Section 2 gives an overview of the ICN. Section 3 examines the performance of the ICN based on the Verilog model of the NIF board. The effect of varying some of the ICN parameters is discussed in section 4 and some concluding remarks are included in section 5.

## 2 An Overview of the Inter Cluster Network

It is the goal of the ICN to provide a high bandwidth, low latency, scalable network to connect Asura's clusters into a tightly coupled system. In order to do that it is necessary to ensure that the latency of accesses through the network do not keep the CPUs waiting idle for too long a time. The ICN is based on a register insertion ring [TAN81] network. Basically each node has an input buffer and an output buffer and it may transmit whenever it's input buffer is empty. This scheme is very simple and it allows us to implement a very fast network interface. In the case of accesses to line locking variables and synchronization variables latency must be kept to a minimum and hotspots should be minimized. The ICN is sixteen bytes wide and all synchronization and locking commands require eight bytes therefore these commands do not acquire any added latency due to their length and in fact two commands can be sent in the same clock cycle as long as they are not destined for the same cluster. Since most traffic in the ICN will be the result of cache coherency operations the network must be able to efficiently transfer cache lines. global cache uses a line size of 1 Kbyte. This line size was chosen after simulations showed that the

large global cache and the use of software control to prefetch and write back cache lines can effectively hide the extra latency needed to load a large cache line. As well, since eight CPUs use the same global cache a line fetched in response to an access from one CPU will also implicitly prefetch data needed by other CPU's in the same cluster.

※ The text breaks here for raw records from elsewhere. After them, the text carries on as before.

//! Tree → record.
//!
//! For scalar fields exactly one conversion fires, chosen in this order:
//! 1. the (record, field) decoder,
//! 2. the declared-type decoder,
//! 3. the declared type's own coercion.
//!
//! A raw scalar that already has the declared runtime type skips all three.
//! A missing key and an explicit null are both "absent"; absent fields are
//! left out of construction so the record's own default applies.
use crate::convert::Converters;
use crate::error::{ConvertError, DecodeError};
use crate::record::{Fields, Record, RecordType, Reflect};
use crate::scalar::{Scalar, ScalarType};
use crate::schema::{Element, FieldDescriptor, FieldKind, RecordSchema, Schema};
use crate::tree::Tree;
use crate::value::Dynamic;

#[derive(Clone, Copy)]
pub struct Decoder<'c> {
    schema: &'c Schema,
    converters: &'c Converters,
}

impl<'c> Decoder<'c> {
    pub fn new(schema: &'c Schema, converters: &'c Converters) -> Self {
        Self { schema, converters }
    }

    pub fn decode(&self, tree: &Tree, ty: RecordType) -> Result<Box<dyn Reflect>, DecodeError> {
        let schema = self.schema.get(ty.id()).ok_or(DecodeError::UnknownRecord(ty.name()))?;
        self.decode_record(tree, schema)
    }

    pub fn decode_as<R: Record>(&self, tree: &Tree) -> Result<R, DecodeError> {
        let decoded = self.decode(tree, RecordType::of::<R>())?;
        let found = decoded.record_name();
        decoded
            .into_any()
            .downcast::<R>()
            .map(|r| *r)
            .map_err(|_| DecodeError::RootMismatch { expected: R::NAME, found })
    }

    fn decode_record(&self, tree: &Tree, schema: &RecordSchema) -> Result<Box<dyn Reflect>, DecodeError> {
        let ty = schema.ty();
        let map = tree.as_map().ok_or(DecodeError::ExpectedMap {
            record: ty.name(),
            found: tree.kind(),
        })?;

        let mut fields = Fields::new(ty.name());
        for field in schema.fields() {
            let raw = match map.get(field.name()) {
                None | Some(Tree::Null) => continue,
                Some(raw) => raw,
            };
            let value = match field.kind() {
                FieldKind::Collection { element, .. } => self.decode_elements(ty, field, *element, raw)?,
                FieldKind::Record(nested) => Dynamic::Record(self.decode(raw, *nested)?),
                FieldKind::Scalar(declared) => Dynamic::Scalar(
                    self.decode_scalar(ty, field, *declared, raw)
                        .map_err(|source| conversion(ty, field, source))?,
                ),
            };
            fields.insert(field.name(), value);
        }

        ty.construct(fields)
            .map_err(|source| DecodeError::Construct { record: ty.name(), source })
    }

    fn decode_elements(
        &self,
        ty: RecordType,
        field: &FieldDescriptor,
        element: Element,
        raw: &Tree,
    ) -> Result<Dynamic, DecodeError> {
        let items = raw.as_seq().ok_or(DecodeError::ExpectedSeq {
            record: ty.name(),
            field: field.name(),
            found: raw.kind(),
        })?;
        let mut out = Vec::with_capacity(items.len());
        for item in items {
            let value = match (element, item) {
                (_, Tree::Null) => Dynamic::Null,
                (Element::Record(nested), item) => Dynamic::Record(self.decode(item, nested)?),
                (Element::Scalar(declared), item) => {
                    Dynamic::Scalar(coerce(declared, item).map_err(|source| conversion(ty, field, source))?)
                }
            };
            out.push(value);
        }
        Ok(Dynamic::Seq(out))
    }

    fn decode_scalar(
        &self,
        ty: RecordType,
        field: &FieldDescriptor,
        declared: ScalarType,
        raw: &Tree,
    ) -> Result<Scalar, ConvertError> {
        if let Tree::Scalar(s) = raw {
            if declared.accepts(s) {
                return Ok(s.clone());
            }
        }
        if let Some(decode) = self.converters.field_decoder_for(ty.id(), field.name()) {
            log::trace!("{}.{}: field decoder", ty.name(), field.name());
            decode(raw)
        } else if let Some(decode) = self.converters.type_decoder_for(declared.id()) {
            log::trace!("{}.{}: `{}` decoder", ty.name(), field.name(), declared.name());
            decode(raw)
        } else {
            declared.coerce(raw)
        }
    }
}

fn coerce(declared: ScalarType, raw: &Tree) -> Result<Scalar, ConvertError> {
    match raw {
        Tree::Scalar(s) if declared.accepts(s) => Ok(s.clone()),
        _ => declared.coerce(raw),
    }
}

fn conversion(ty: RecordType, field: &FieldDescriptor, source: ConvertError) -> DecodeError {
    DecodeError::Conversion { record: ty.name(), field: field.name(), source }
}

#[cfg(test)]
mod tests {
    use super::*;
    use crate::error::ConstructError;
    use crate::registry::TypeRegistry;
    use chrono::NaiveDate;
    use serde_json::json;

    crate::record! {
        #[derive(Debug, PartialEq)]
        struct Person {
            name: String,
            age: i64,
            birthday: NaiveDate,
            friend: Option<Box<Person>> = None,
        }
    }

    crate::record! {
        #[derive(Debug, PartialEq)]
        struct Scores {
            values: Vec<f64>,
            best: Option<u8>,
        }
    }

    fn schema<R: Record>() -> Schema {
        Schema::for_root::<R>(&TypeRegistry::new()).unwrap()
    }

    fn tree(v: serde_json::Value) -> Tree {
        Tree::from(v)
    }

    fn date(y: i32, m: u32, d: u32) -> NaiveDate {
        NaiveDate::from_ymd_opt(y, m, d).unwrap()
    }

    #[test]
    fn absent_record_field_takes_the_record_default() {
        let schema = schema::<Person>();
        let converters = Converters::new();
        let person: Person = Decoder::new(&schema, &converters)
            .decode_as(&tree(json!({"name": "A", "age": 1, "birthday": "2020-01-01"})))
            .unwrap();
        assert_eq!(person, Person { name: "A".into(), age: 1, birthday: date(2020, 1, 1), friend: None });
    }

    #[test]
    fn nested_records_decode_recursively() {
        let schema = schema::<Person>();
        let converters = Converters::new();
        let input = tree(json!({
            "name": "High Time", "age": 26, "birthday": "1995-04-01",
            "friend": {"name": "All Cats", "age": 26, "birthday": "1995-04-12", "friend": null}
        }));
        let person: Person = Decoder::new(&schema, &converters).decode_as(&input).unwrap();
        let friend = person.friend.unwrap();
        assert_eq!(friend.name, "All Cats");
        assert_eq!(friend.birthday, date(1995, 4, 12));
        assert!(friend.friend.is_none());
    }

    #[test]
    fn field_decoder_beats_type_decoder_beats_coercion() {
        let schema = schema::<Person>();
        let input = tree(json!({"name": "A", "age": 1, "birthday": "x"}));

        let both = Converters::new()
            .type_decoder(|_: &Tree| Ok(date(2000, 1, 1)))
            .field_decoder::<Person, _, _>("birthday", |_: &Tree| Ok(date(1999, 9, 9)));
        let p: Person = Decoder::new(&schema, &both).decode_as(&input).unwrap();
        assert_eq!(p.birthday, date(1999, 9, 9));

        let type_only = Converters::new().type_decoder(|_: &Tree| Ok(date(2000, 1, 1)));
        let p: Person = Decoder::new(&schema, &type_only).decode_as(&input).unwrap();
        assert_eq!(p.birthday, date(2000, 1, 1));

        let none = Converters::new();
        let err = Decoder::new(&schema, &none).decode_as::<Person>(&input).unwrap_err();
        assert!(matches!(err, DecodeError::Conversion { record: "Person", field: "birthday", .. }));
    }

    #[test]
    fn field_decoder_for_another_field_does_not_block_the_type_decoder() {
        let schema = schema::<Person>();
        let converters = Converters::new()
            .field_decoder::<Person, _, _>("name", |_: &Tree| Ok(String::from("renamed")))
            .type_decoder(|_: &Tree| Ok(date(2000, 1, 1)));
        let p: Person = Decoder::new(&schema, &converters)
            .decode_as(&tree(json!({"name": 5, "age": 1, "birthday": "x"})))
            .unwrap();
        assert_eq!(p.name, "renamed");
        assert_eq!(p.birthday, date(2000, 1, 1));
    }

    #[test]
    fn matching_runtime_type_skips_converters() {
        let schema = schema::<Person>();
        let converters = Converters::new()
            .field_decoder::<Person, _, _>("age", |_: &Tree| Err::<i64, _>(ConvertError::new("must not run")));
        let p: Person = Decoder::new(&schema, &converters)
            .decode_as(&tree(json!({"name": "A", "age": 7, "birthday": "2001-02-03"})))
            .unwrap();
        assert_eq!(p.age, 7);
    }

    #[test]
    fn failing_converter_is_not_retried() {
        let schema = schema::<Person>();
        let converters = Converters::new()
            .field_decoder::<Person, _, _>("age", |_: &Tree| Err::<i64, _>(ConvertError::new("boom")));
        let err = Decoder::new(&schema, &converters)
            .decode_as::<Person>(&tree(json!({"name": "A", "age": "7", "birthday": "2001-02-03"})))
            .unwrap_err();
        assert!(err.to_string().contains("boom"));
    }

    #[test]
    fn scalar_collections_use_direct_coercion() {
        let schema = schema::<Scores>();
        let converters = Converters::new();
        let s: Scores = Decoder::new(&schema, &converters)
            .decode_as(&tree(json!({"values": [1, 2.5, "3"], "best": 9})))
            .unwrap();
        assert_eq!(s, Scores { values: vec![1.0, 2.5, 3.0], best: Some(9) });

        let err = Decoder::new(&schema, &converters)
            .decode_as::<Scores>(&tree(json!({"values": {"a": 1}})))
            .unwrap_err();
        assert!(matches!(err, DecodeError::ExpectedSeq { field: "values", found: "map", .. }));
    }

    #[test]
    fn missing_required_scalar_is_a_construction_error() {
        let schema = schema::<Person>();
        let converters = Converters::new();
        let err = Decoder::new(&schema, &converters)
            .decode_as::<Person>(&tree(json!({"name": "A", "birthday": "2020-01-01"})))
            .unwrap_err();
        assert!(matches!(
            err,
            DecodeError::Construct { source: ConstructError::MissingField { field: "age", .. }, .. }
        ));

        let err = Decoder::new(&schema, &converters)
            .decode_as::<Person>(&tree(json!([1, 2])))
            .unwrap_err();
        assert!(matches!(err, DecodeError::ExpectedMap { record: "Person", found: "sequence" }));
    }

    #[test]
    fn out_of_range_integers_fail_construction() {
        let schema = schema::<Scores>();
        let converters = Converters::new();
        let err = Decoder::new(&schema, &converters)
            .decode_as::<Scores>(&tree(json!({"values": [], "best": 300})))
            .unwrap_err();
        assert!(matches!(err, DecodeError::Construct { record: "Scores", .. }));
    }
}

The ICN specification does not require any specific network topology. Instead the interface to the ICN consists of one input link and one output link. For the first prototypes of Asura a ring topology will be used to connect up to eight clusters in a simple, low cost network. For those applications that demand more processing power and therefore more clusters a crossbar switch will be developed to connect directly to clusters or to connect ringlets of four clusters each. The full, 128 cluster version of Asura will consist of thirtytwo, four cluster ringlets connected by a crossbar switch. This means that at the most, a message will have to pass through eight clusters and the crossbar switch twice to access any cluster in the system. Figure 2,a shows a four cluster version of Asura. Figure 2,b shows the full 128 cluster topology.

The ICN is 160 bits wide 1 and is further split up into two, eighty bit wide subnets. It is clocked at 25 MHz. Each subnet is then further divided into eight bytes (72 bits) for command and data transfer and one byte for implementing the network's bandwidth allocation and priority mechanism. In this paper only the command and data transfer portion will be dealt with. The bandwidth allocation and priority mechanism was adapted from the IEEE SCI (Scalable Coherent Interface) standard and is described in [IEEE91]. When used to issue commands and acknowledgements the following information is transmitted; the type of command (read, write, coherent, invalidation, acknowledgement, etc), the amount of data (none, 1, 2, 3, 4, 8, or 1024 bytes), the issuing and receiving unit (cluster, global cache, global memory), 39 address bits, network priority information (see[IEEE91]), and parity bits.

A wide variety of commands are supported on the ICN. Coherent commands read or write 1 Kbyte blocks of data. If the command is exclusive then the data will be loaded into the global cache in the dirty state, otherwise it will be loaded shared. Non-coherent commands transfer 1, 2, 3, 4, or 8 bytes of data that have been marked uncacheable. An invalidate operation is provided to invalidate global cache lines. Special commands are also provided for synchronization purposes (see [SA1921).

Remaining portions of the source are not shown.